Requirement:
Below are records; output all of them exactly.

Stored data
_ _ _

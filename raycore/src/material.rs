use std::ops::{Add, AddAssign, Div, Mul};

use crate::math::Point3;

/// A linear RGB color. Channels are unbounded while light is accumulated and
/// only clamped when a pixel is written out.
#[derive(Copy, Clone, Debug, Default, PartialEq)]
pub struct Color {
    pub r: f64,
    pub g: f64,
    pub b: f64,
}

impl Color {
    pub fn white() -> Self {
        Self::new(1., 1., 1.)
    }

    pub fn black() -> Self {
        Self::new(0., 0., 0.)
    }

    /// Instantiate a new Color.
    pub fn new(r: f64, g: f64, b: f64) -> Self {
        Self { r, g, b }
    }

    /// Instantiate a new Color from 8-bit channels.
    pub fn from_rgb8(r: u8, g: u8, b: u8) -> Self {
        Self::new(r as f64 / 255., g as f64 / 255., b as f64 / 255.)
    }

    /// Clamp every channel to [0, 1].
    pub fn clamp(self) -> Self {
        Self {
            r: self.r.clamp(0., 1.),
            g: self.g.clamp(0., 1.),
            b: self.b.clamp(0., 1.),
        }
    }

    /// Mean of the three channels.
    pub fn luminance(self) -> f64 {
        (self.r + self.g + self.b) / 3.
    }

    pub fn to_rgb8(self) -> [u8; 3] {
        let c = self.clamp();
        [
            (c.r * 255.).round() as u8,
            (c.g * 255.).round() as u8,
            (c.b * 255.).round() as u8,
        ]
    }
}

impl From<image::Rgb<u8>> for Color {
    fn from(rgb: image::Rgb<u8>) -> Self {
        Self::from_rgb8(rgb.0[0], rgb.0[1], rgb.0[2])
    }
}

impl From<Color> for image::Rgb<u8> {
    fn from(color: Color) -> Self {
        image::Rgb(color.to_rgb8())
    }
}

impl Add for Color {
    type Output = Color;

    fn add(self, rhs: Self) -> Self::Output {
        Self::new(self.r + rhs.r, self.g + rhs.g, self.b + rhs.b)
    }
}

impl AddAssign for Color {
    fn add_assign(&mut self, rhs: Self) {
        *self = *self + rhs;
    }
}

impl Mul for Color {
    type Output = Color;

    fn mul(self, rhs: Self) -> Self::Output {
        Self::new(self.r * rhs.r, self.g * rhs.g, self.b * rhs.b)
    }
}

impl Mul<f64> for Color {
    type Output = Color;

    fn mul(self, rhs: f64) -> Self::Output {
        Self::new(self.r * rhs, self.g * rhs, self.b * rhs)
    }
}

impl Div<f64> for Color {
    type Output = Color;

    fn div(self, rhs: f64) -> Self::Output {
        Self::new(self.r / rhs, self.g / rhs, self.b / rhs)
    }
}

/// A projection plane `a x + b y + c z + d` used to derive one texture coordinate.
#[derive(Clone, Copy, Debug, Default, PartialEq)]
pub struct TexturePlane {
    pub a: f64,
    pub b: f64,
    pub c: f64,
    pub d: f64,
}

impl TexturePlane {
    pub fn new(a: f64, b: f64, c: f64, d: f64) -> Self {
        Self { a, b, c, d }
    }

    pub fn eval(&self, p: Point3) -> f64 {
        self.a * p.x + self.b * p.y + self.c * p.z + self.d
    }
}

/// A texture for a material.
#[derive(Clone, Debug)]
pub enum Texture {
    /// A texture that is just a solid color.
    Solid(Color),

    /// A 3D checkerboard of cubes of side `scale`, alternating two colors.
    Checker {
        scale: f64,
        color1: Color,
        color2: Color,
    },

    /// An image projected onto the surface by two planes: `p0` gives the
    /// column coordinate and `p1` the row coordinate. Lookups wrap around.
    Map {
        image: image::RgbImage,
        p0: TexturePlane,
        p1: TexturePlane,
    },
}

impl Texture {
    /// The color of this texture at a world-space point.
    pub fn at(&self, p: Point3) -> Color {
        match self {
            Self::Solid(color) => *color,
            Self::Checker {
                scale,
                color1,
                color2,
            } => {
                let pattern = (p.x / scale).floor() + (p.y / scale).floor() + (p.z / scale).floor();
                if (pattern as i64).rem_euclid(2) == 1 {
                    *color2
                } else {
                    *color1
                }
            }
            Self::Map { image, p0, p1 } => {
                let (w, h) = (image.width() as i64, image.height() as i64);
                if w == 0 || h == 0 {
                    return Color::black();
                }

                let s = p0.eval(p);
                let r = p1.eval(p);
                let row = ((r * h as f64).floor() as i64).rem_euclid(h);
                let col = ((s * w as f64).floor() as i64).rem_euclid(w);
                (*image.get_pixel(col as u32, row as u32)).into()
            }
        }
    }
}

/// The Phong-style shading coefficients of a surface.
#[derive(Debug, Clone, PartialEq)]
pub struct Material {
    /// Weight of the scene's ambient light.
    pub ambient: f64,

    /// Weight of Lambertian reflection from lights.
    pub diffuse: f64,

    /// Weight of the specular highlight.
    pub specular: f64,

    /// Exponent of the specular highlight. Higher is tighter.
    pub shininess: f64,

    /// Weight of the mirror-reflected ray.
    pub reflective: f64,

    /// Weight of the transmitted (refracted) ray.
    pub transmissive: f64,

    /// The index of refraction of this material.
    pub ior: f64,
}

impl Default for Material {
    fn default() -> Self {
        Self {
            ambient: 0.2,
            diffuse: 0.8,
            specular: 0.,
            shininess: 32.,
            reflective: 0.,
            transmissive: 0.,
            ior: 1.,
        }
    }
}
mod matrix;
mod point;
pub mod poly;
mod ray;
mod vector;

pub use matrix::*;
pub use point::*;
pub use ray::*;
pub use vector::*;

use crate::scene::EPSILON;

/// The ideal mirror direction of `dir` about `normal`, normalized.
pub fn reflection_direction(dir: Vector3, normal: Vector3) -> Vector3 {
    (dir - normal * (2. * dir.dot(normal))).normalize()
}

/// Calculate the transmission direction of `dir` through a surface with the
/// given `normal` (facing against `dir`), where `ratio` is the incident index
/// over the transmitted index.
///
/// Under total internal reflection the internally reflected direction is
/// returned instead. A grazing ray yields `None`: it transmits nothing.
pub fn transmission_direction(ratio: f64, dir: Vector3, normal: Vector3) -> Option<Vector3> {
    let cos_i = -dir.dot(normal);
    let cos_t2 = 1. - ratio * ratio * (1. - cos_i * cos_i);

    if cos_t2 < -EPSILON {
        Some((normal * (2. * cos_i) + dir).normalize())
    } else if cos_t2 > EPSILON {
        let cos_t = cos_t2.sqrt();
        Some((dir * ratio + normal * (ratio * cos_i - cos_t)).normalize())
    } else {
        None
    }
}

_ _ _

Answer space:
filename raycore/src/material.rs
use std::ops::{Add, AddAssign, Div, Mul};

use crate::math::Point3;

/// A linear RGB color. Channels are unbounded while light is accumulated and
/// only clamped when a pixel is written out.
#[derive(Copy, Clone, Debug, Default, PartialEq)]
pub struct Color {
    pub r: f64,
    pub g: f64,
    pub b: f64,
}

impl Color {
    pub fn white() -> Self {
        Self::new(1., 1., 1.)
    }

    pub fn black() -> Self {
        Self::new(0., 0., 0.)
    }

    /// Instantiate a new Color.
    pub fn new(r: f64, g: f64, b: f64) -> Self {
        Self { r, g, b }
    }

    /// Instantiate a new Color from 8-bit channels.
    pub fn from_rgb8(r: u8, g: u8, b: u8) -> Self {
        Self::new(r as f64 / 255., g as f64 / 255., b as f64 / 255.)
    }

    /// Clamp every channel to [0, 1].
    pub fn clamp(self) -> Self {
        Self {
            r: self.r.clamp(0., 1.),
            g: self.g.clamp(0., 1.),
            b: self.b.clamp(0., 1.),
        }
    }

    /// Mean of the three channels.
    pub fn luminance(self) -> f64 {
        (self.r + self.g + self.b) / 3.
    }

    pub fn to_rgb8(self) -> [u8; 3] {
        let c = self.clamp();
        [
            (c.r * 255.).round() as u8,
            (c.g * 255.).round() as u8,
            (c.b * 255.).round() as u8,
        ]
    }
}

impl From<image::Rgb<u8>> for Color {
    fn from(rgb: image::Rgb<u8>) -> Self {
        Self::from_rgb8(rgb.0[0], rgb.0[1], rgb.0[2])
    }
}

impl From<Color> for image::Rgb<u8> {
    fn from(color: Color) -> Self {
        image::Rgb(color.to_rgb8())
    }
}

impl Add for Color {
    type Output = Color;

    fn add(self, rhs: Self) -> Self::Output {
        Self::new(self.r + rhs.r, self.g + rhs.g, self.b + rhs.b)
    }
}

impl AddAssign for Color {
    fn add_assign(&mut self, rhs: Self) {
        *self = *self + rhs;
    }
}

impl Mul for Color {
    type Output = Color;

    fn mul(self, rhs: Self) -> Self::Output {
        Self::new(self.r * rhs.r, self.g * rhs.g, self.b * rhs.b)
    }
}

impl Mul<f64> for Color {
    type Output = Color;

    fn mul(self, rhs: f64) -> Self::Output {
        Self::new(self.r * rhs, self.g * rhs, self.b * rhs)
    }
}

impl Div<f64> for Color {
    type Output = Color;

    fn div(self, rhs: f64) -> Self::Output {
        Self::new(self.r / rhs, self.g / rhs, self.b / rhs)
    }
}

/// A projection plane `a x + b y + c z + d` used to derive one texture coordinate.
#[derive(Clone, Copy, Debug, Default, PartialEq)]
pub struct TexturePlane {
    pub a: f64,
    pub b: f64,
    pub c: f64,
    pub d: f64,
}

impl TexturePlane {
    pub fn new(a: f64, b: f64, c: f64, d: f64) -> Self {
        Self { a, b, c, d }
    }

    pub fn eval(&self, p: Point3) -> f64 {
        self.a * p.x + self.b * p.y + self.c * p.z + self.d
    }
}

/// A texture for a material.
#[derive(Clone, Debug)]
pub enum Texture {
    /// A texture that is just a solid color.
    Solid(Color),

    /// A 3D checkerboard of cubes of side `scale`, alternating two colors.
    Checker {
        scale: f64,
        color1: Color,
        color2: Color,
    },

    /// An image projected onto the surface by two planes: `p0` gives the
    /// column coordinate and `p1` the row coordinate. Lookups wrap around.
    Map {
        image: image::RgbImage,
        p0: TexturePlane,
        p1: TexturePlane,
    },
}

impl Texture {
    /// The color of this texture at a world-space point.
    pub fn at(&self, p: Point3) -> Color {
        match self {
            Self::Solid(color) => *color,
            Self::Checker {
                scale,
                color1,
                color2,
            } => {
                let pattern = (p.x / scale).floor() + (p.y / scale).floor() + (p.z / scale).floor();
                if (pattern as i64).rem_euclid(2) == 1 {
                    *color2
                } else {
                    *color1
                }
            }
            Self::Map { image, p0, p1 } => {
                let (w, h) = (image.width() as i64, image.height() as i64);
                if w == 0 || h == 0 {
                    return Color::black();
                }

                let s = p0.eval(p);
                let r = p1.eval(p);
                let row = ((r * h as f64).floor() as i64).rem_euclid(h);
                let col = ((s * w as f64).floor() as i64).rem_euclid(w);
                (*image.get_pixel(col as u32, row as u32)).into()
            }
        }
    }
}

/// The Phong-style shading coefficients of a surface.
#[derive(Debug, Clone, PartialEq)]
pub struct Material {
    /// Weight of the scene's ambient light.
    pub ambient: f64,

    /// Weight of Lambertian reflection from lights.
    pub diffuse: f64,

    /// Weight of the specular highlight.
    pub specular: f64,

    /// Exponent of the specular highlight. Higher is tighter.
    pub shininess: f64,

    /// Weight of the mirror-reflected ray.
    pub reflective: f64,

    /// Weight of the transmitted (refracted) ray.
    pub transmissive: f64,

    /// The index of refraction of this material.
    pub ior: f64,
}

impl Default for Material {
    fn default() -> Self {
        Self {
            ambient: 0.2,
            diffuse: 0.8,
            specular: 0.,
            shininess: 32.,
            reflective: 0.,
            transmissive: 0.,
            ior: 1.,
        }
    }
}
mod matrix;
mod point;
pub mod poly;
mod ray;
mod vector;

pub use matrix::*;
pub use point::*;
pub use ray::*;
pub use vector::*;

use crate::scene::EPSILON;

/// The ideal mirror direction of `dir` about `normal`, normalized.
pub fn reflection_direction(dir: Vector3, normal: Vector3) -> Vector3 {
    (dir - normal * (2. * dir.dot(normal))).normalize()
}

/// Calculate the transmission direction of `dir` through a surface with the
/// given `normal` (facing against `dir`), where `ratio` is the incident index
/// over the transmitted index.
///
/// Under total internal reflection the internally reflected direction is
/// returned instead. A grazing ray yields `None`: it transmits nothing.
pub fn transmission_direction(ratio: f64, dir: Vector3, normal: Vector3) -> Option<Vector3> {
    let cos_i = -dir.dot(normal);
    let cos_t2 = 1. - ratio * ratio * (1. - cos_i * cos_i);

    if cos_t2 < -EPSILON {
        Some((normal * (2. * cos_i) + dir).normalize())
    } else if cos_t2 > EPSILON {
        let cos_t = cos_t2.sqrt();
        Some((dir * ratio + normal * (ratio * cos_i - cos_t)).normalize())
    } else {
        None
    }
}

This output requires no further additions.